* What to work on:
The listing below holds a line with "and pipeline tasks." and a line with "pub fn string(name: &str, description: &str)". Reproduce those two lines exactly, plus everything between them.

#### Records provided

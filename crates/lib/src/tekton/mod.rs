//! Tekton pipeline and trigger resources.
//!
//! Triggers (bindings, templates, event listeners) are produced by the SCM
//! strategies and the trigger builder; tasks and pipelines are written once by
//! `init`.

mod pipelines;
mod triggers;

use serde::{Deserialize, Serialize};

pub use pipelines::*;
pub use triggers::*;

pub const PIPELINE_API: &str = "tekton.dev/v1beta1";
pub const TRIGGERS_API: &str = "triggers.tekton.dev/v1alpha1";

/// A name/value pair, used by bindings, pipeline runs and pipeline tasks.
#[derive(Debug, Clone, PartialEq, Eq, Serialize, Deserialize)]
pub struct Param {
  pub name: String,
  pub value: String,
}

impl Param {
  pub fn new(name: &str, value: &str) -> Self {
    Self {
      name: name.to_string(),
      value: value.to_string(),
    }
  }
}

/// Declaration of a string parameter.
#[derive(Debug, Clone, PartialEq, Eq, Serialize, Deserialize)]
pub struct ParamSpec {
  pub name: String,
  #[serde(rename = "type")]
  pub kind: String,
  pub description: String,
  #[serde(default, skip_serializing_if = "Option::is_none")]
  pub default: Option<String>,
}

impl ParamSpec {
  pub fn string(name: &str, description: &str) -> Self {
    Self {
      name: name.to_string(),
      kind: "string".to_string(),
      description: description.to_string(),
      default: None,
    }
  }

  pub fn with_default(mut self, default: &str) -> Self {
    self.default = Some(default.to_string());
    self
  }
}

########

* Response for this exercise:
/// A name/value pair, used by bindings, pipeline runs and pipeline tasks.
#[derive(Debug, Clone, PartialEq, Eq, Serialize, Deserialize)]
pub struct Param {
  pub name: String,
  pub value: String,
}

impl Param {
  pub fn new(name: &str, value: &str) -> Self {
    Self {
      name: name.to_string(),
      value: value.to_string(),
    }
  }
}

/// Declaration of a string parameter.
#[derive(Debug, Clone, PartialEq, Eq, Serialize, Deserialize)]
pub struct ParamSpec {
  pub name: String,
  #[serde(rename = "type")]
  pub kind: String,
  pub description: String,
  #[serde(default, skip_serializing_if = "Option::is_none")]
  pub default: Option<String>,
}

impl ParamSpec {
  pub fn string(name: &str, description: &str) -> Self {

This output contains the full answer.